Case Study: Reduced Range of Motion
Dr. Peter Hollis
The patient, an 82-year-old male, came to us for a neurosurgical evaluation after having noted a relatively rapid deterioration in his ability to walk. Once a vigorous hiker, he had been diagnosed by his primary physician with peripheral neuropathy, balance issues, and neck stiffness. He also has some claudication type symptoms with significant back pain radiating into the lower extremities when he walked or stood for even brief periods. Earlier EMG and nerve conduction studies showed findings compatible with peripheral neuropathy and possible multilevel lumbar radiculopathy. Imaging studies of the lumbar spine showed spondylolisthesis with profound stenosis at L3-4 moderating somewhat above and below. Degenerative spondylosis was identified as the precipitating factor.
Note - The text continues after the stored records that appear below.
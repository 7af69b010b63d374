//! Fixed timestep simulation tick
//!
//! One call advances the match by exactly one physics step: bodies move,
//! pockets capture, and once the board is at rest the shot is evaluated.

use super::events::GameEvent;
use super::state::{Game, GamePhase};
use crate::config::PhysicsConfig;
use crate::rules::ShotOutcome;

/// Advance the game by one fixed step of `dt` seconds
pub fn tick(game: &mut Game, dt: f64) {
    match game.phase {
        GamePhase::Simulating => {
            game.world.step(dt, &mut game.events);

            for piece in game.pockets.update(&mut game.world) {
                game.events.push(GameEvent::PiecePocketed(piece));
                if let Some(turns) = game.turns.as_mut() {
                    turns.on_piece_pocketed(piece);
                }
            }

            if game.world.is_settled() {
                game.set_phase(GamePhase::Evaluating);
                evaluate(game);
            }
        }

        GamePhase::Evaluating => evaluate(game),

        GamePhase::ScoreScreen => {
            game.score_screen_timer -= dt;
            if game.score_screen_timer <= 0.0 {
                game.score_screen_timer = 0.0;
                if let Some(turns) = game.turns.as_mut() {
                    turns.start_new_board(&mut game.world, &mut game.events);
                }
                game.set_phase(GamePhase::Playing);
            }
        }

        GamePhase::Menu | GamePhase::Playing | GamePhase::GameOver => return,
    }

    game.time_ticks += 1;
}

/// Hand the settled shot to the rules and pick the next phase
fn evaluate(game: &mut Game) {
    let Some(turns) = game.turns.as_mut() else {
        return;
    };
    let outcome = turns.evaluate_shot(&mut game.world, &mut game.events);

    match outcome {
        ShotOutcome::Continue { .. } => {
            game.set_phase(GamePhase::Playing);
        }
        ShotOutcome::BoardEnded { .. } => {
            game.score_screen_timer = game.config.rules.score_screen_delay;
            game.set_phase(GamePhase::ScoreScreen);
        }
        ShotOutcome::MatchEnded { .. } => {
            game.set_phase(GamePhase::GameOver);
        }
    }
}

/// Fixed-step accumulator for a variable frame rate driver
#[derive(Debug, Clone)]
pub struct FrameClock {
    accumulator: f64,
    dt: f64,
    max_substeps: u32,
    max_frame_time: f64,
}

impl FrameClock {
    pub fn new(physics: &PhysicsConfig) -> Self {
        Self {
            accumulator: 0.0,
            dt: physics.dt(),
            max_substeps: physics.max_substeps,
            max_frame_time: physics.max_frame_time,
        }
    }

    /// Unspent time carried to the next frame
    pub fn accumulator(&self) -> f64 {
        self.accumulator
    }

    /// Feed one frame of real time; returns the number of steps run
    pub fn advance(&mut self, game: &mut Game, frame_time: f64) -> u32 {
        // Prevent spiral of death on long frames
        self.accumulator += frame_time.clamp(0.0, self.max_frame_time);

        let mut substeps = 0;
        while self.accumulator >= self.dt && substeps < self.max_substeps {
            tick(game, self.dt);
            self.accumulator -= self.dt;
            substeps += 1;
        }

        self.accumulator = self.accumulator.min(self.max_frame_time);
        substeps
    }
}

#[cfg(test)]
mod tests {
    use glam::DVec2;

    use super::*;
    use crate::config::GameConfig;
    use crate::consts::SIM_DT;
    use crate::rules::PlayerId;
    use crate::sim::body::{BodyKind, PieceColor};

    fn started(players: usize) -> Game {
        let mut game = Game::new(GameConfig::default()).unwrap();
        game.start_match(players).unwrap();
        game.drain_events();
        game
    }

    /// Tick until the phase leaves `Simulating`/`Evaluating`
    fn run_shot(game: &mut Game) {
        for _ in 0..5_000 {
            if !matches!(game.phase(), GamePhase::Simulating | GamePhase::Evaluating) {
                return;
            }
            tick(game, SIM_DT);
        }
        panic!("shot never settled");
    }

    #[test]
    fn test_ticks_ignored_before_shot() {
        let mut game = started(2);
        let before = game.world().bodies().to_vec();
        for _ in 0..10 {
            tick(&mut game, SIM_DT);
        }
        assert_eq!(game.time_ticks(), 0);
        assert_eq!(game.world().bodies().len(), before.len());
    }

    #[test]
    fn test_empty_shot_passes_turn() {
        let mut game = started(2);
        // Slide along the baseline, clear of the pieces
        assert!(game.launch(DVec2::new(300.0, 0.0)));
        run_shot(&mut game);

        assert_eq!(game.phase(), GamePhase::Playing);
        let turns = game.turns().unwrap();
        assert_eq!(turns.active_player().id, PlayerId(2));
        assert_eq!(game.striker().unwrap().pos, DVec2::new(450.0, 200.0));

        let events = game.drain_events();
        assert!(events.iter().any(|e| matches!(e, GameEvent::TurnChanged(PlayerId(2)))));
        assert!(events.iter().any(|e| matches!(
            e,
            GameEvent::PhaseChanged {
                from: GamePhase::Simulating,
                to: GamePhase::Evaluating
            }
        )));
    }

    #[test]
    fn test_capture_feeds_rules() {
        let mut game = started(2);
        let pocket = game.config().geometry.pockets[0];
        game.world.spawn(BodyKind::White, pocket);

        assert!(game.launch(DVec2::new(300.0, 0.0)));
        tick(&mut game, SIM_DT);
        let p1 = &game.turns().unwrap().players()[0];
        assert_eq!(p1.color, Some(PieceColor::White));
        assert_eq!(p1.score, 10);

        run_shot(&mut game);
        assert_eq!(game.turns().unwrap().active_index(), 0);
        assert!(game
            .drain_events()
            .iter()
            .any(|e| matches!(e, GameEvent::PiecePocketed(p) if p.kind == BodyKind::White)));
    }

    #[test]
    fn test_board_end_goes_through_score_screen() {
        let mut game = started(2);
        let geometry = game.config().geometry.clone();
        game.world.clear();
        game.world.spawn(BodyKind::White, geometry.pockets[3]);
        game.world.spawn(BodyKind::Black, DVec2::new(450.0, 300.0));
        game.world.spawn(BodyKind::Striker, geometry.bottom.midpoint());

        assert!(game.launch(DVec2::new(300.0, 0.0)));
        run_shot(&mut game);
        assert_eq!(game.phase(), GamePhase::ScoreScreen);
        // 10 live for the white, 10 for the black left standing
        assert_eq!(game.turns().unwrap().players()[0].score, 20);

        let delay = game.config().rules.score_screen_delay;
        let steps = (delay / SIM_DT).ceil() as usize + 1;
        for _ in 0..steps {
            tick(&mut game, SIM_DT);
        }

        assert_eq!(game.phase(), GamePhase::Playing);
        assert_eq!(game.world().len(), 20);
        let turns = game.turns().unwrap();
        assert_eq!(turns.active_player().id, PlayerId(2));
        assert_eq!(game.striker().unwrap().pos, DVec2::new(450.0, 200.0));
    }

    #[test]
    fn test_match_end_is_terminal() {
        let mut config = GameConfig::default();
        config.rules.winning_score = 10;
        let mut game = Game::new(config).unwrap();
        game.start_match(2).unwrap();

        let pocket = game.config().geometry.pockets[1];
        game.world.spawn(BodyKind::Black, pocket);
        assert!(game.launch(DVec2::new(300.0, 0.0)));
        run_shot(&mut game);

        assert_eq!(game.phase(), GamePhase::GameOver);
        assert!(!game.launch(DVec2::new(0.0, -500.0)));
        assert!(!game.set_phase(GamePhase::Playing));
        assert!(game
            .drain_events()
            .iter()
            .any(|e| matches!(e, GameEvent::MatchEnded { winner: PlayerId(1), .. })));
    }

    #[test]
    fn test_frame_clock_clamps_and_carries() {
        let mut game = started(2);
        game.launch(DVec2::new(300.0, 0.0));
        let mut clock = FrameClock::new(&game.config().physics);

        assert_eq!(clock.advance(&mut game, 0.004), 0);
        assert_eq!(clock.advance(&mut game, 0.005), 1);
        assert!((clock.accumulator() - (0.009 - SIM_DT)).abs() < 1e-12);

        // A long stall is clamped and capped at ten steps
        let mut clock = FrameClock::new(&game.config().physics);
        assert_eq!(clock.advance(&mut game, 5.0), 10);
        assert!((clock.accumulator() - (0.25 - 10.0 * SIM_DT)).abs() < 1e-12);
    }

    #[test]
    fn test_clock_always_reaches_a_step() {
        let mut config = GameConfig::default();
        config.physics.sim_rate_hz = 2.0;
        assert!(Game::new(config.clone()).is_err());

        // Slow steps are fine once the frame clamp covers one of them
        config.physics.max_frame_time = 0.5;
        let mut game = Game::new(config).unwrap();
        game.start_match(2).unwrap();
        game.launch(DVec2::new(300.0, 0.0));
        let mut clock = FrameClock::new(&game.config().physics);
        let steps: u32 = (0..45).map(|_| clock.advance(&mut game, 1.0 / 60.0)).sum();
        assert_eq!(steps, 1);
    }

    #[test]
    fn test_determinism() {
        let shot = DVec2::new(-150.0, -2600.0);
        let mut a = started(2);
        let mut b = started(2);
        a.launch(shot);
        b.launch(shot);
        run_shot(&mut a);
        run_shot(&mut b);

        assert_eq!(a.time_ticks(), b.time_ticks());
        let pa: Vec<_> = a.world().bodies().iter().map(|body| body.pos).collect();
        let pb: Vec<_> = b.world().bodies().iter().map(|body| body.pos).collect();
        assert_eq!(pa, pb);
    }
}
Upon examination at Cushing Neuroscience Institute we noted a markedly reduced range of motion in the neck specific to extension and right rotation. Patient’s reflexes were depressed throughout and his plantar reflexes were mute as well. We recommended an MRI of the cervical spine to investigate possible cervical spondylitic myelopathy as an additional pathology. When the MRI report came back it revealed severe cervical stenosis at C4-5 and C5-6 with disk osteophytes causing spinal cord compression. It was then determined through discussions with surgeons and patient that surgery to correct this condition should take precedence over the lumbar issues. A week later J.S. underwent surgery for spinal cord compression in the cervical spine.
The patient was given general anesthesia and his motor and sensory EPs set up for monitoring. He was positioned with head, neck, and body all in a neutral position on a doughnut pillow so that the anterior aspect of his neck was accessible. Using C-arm intraoperative imaging guidance, the surgeon made an incision just above the C5 vertebral body to permit exposure of the cervical spine from the midline to the medial border of the sternocleidomastoid muscle on the left side. The associated muscles were retracted and the C4-5 disk was completely removed giving access to a broad-based osteophyte projecting from the inferior aspect of C4. This bony projection was also drilled down to a thin residual ledge and removed, along with a ligament across the back of the disk space. With total neural decompression achieved at this site, an appropriately sized ROI-C® interbody prosthesis filled with demineralized bone matrix was tamped into place and locking plates applied to complete segmental fixation.
A similar discectomy, osteophyte/ligament removal and decompression were then carried out at C5-6, with the same corrective results. Throughout the procedure the patient remained stable with no change in EP potentials and minimal firing from the EMG.
At the patient’s request the lumbar correction was postponed for a year, at which time the patient returned to have his L2-5 spinal stenosis with degenerative scoliosis and nerve root impingement surgically relieved. Given general anesthesia and with routine EP monitoring devices in place, the patient was placed on his right side and further positioned so that when viewed intraoperatively on the C-arm the critical areas were precisely visible and in symmetrical position. Small skin incisions were made above the left iliac crest to access L3-5 and L2-3, after which dilators were placed under continuous EMG stimulation to open up and navigate safe passage through the layers of muscle to the disk spaces. Discectomies and insertion of appropriate PEEK interbody prostheses filled with demineralized cell matrix were sequentially performed at L4-5 and at L3-4. With these interventions the patient’s lateral scoliosis and spondylolisthesis were observed to be markedly improved. The remodeling also permitted safe access to the L2-3 level, allowing the surgical team to complete a third diskectomy and interbody arthrodesis at L2-3.
The patient tolerated the procedure well and eight weeks later the patient was pain free and back at work.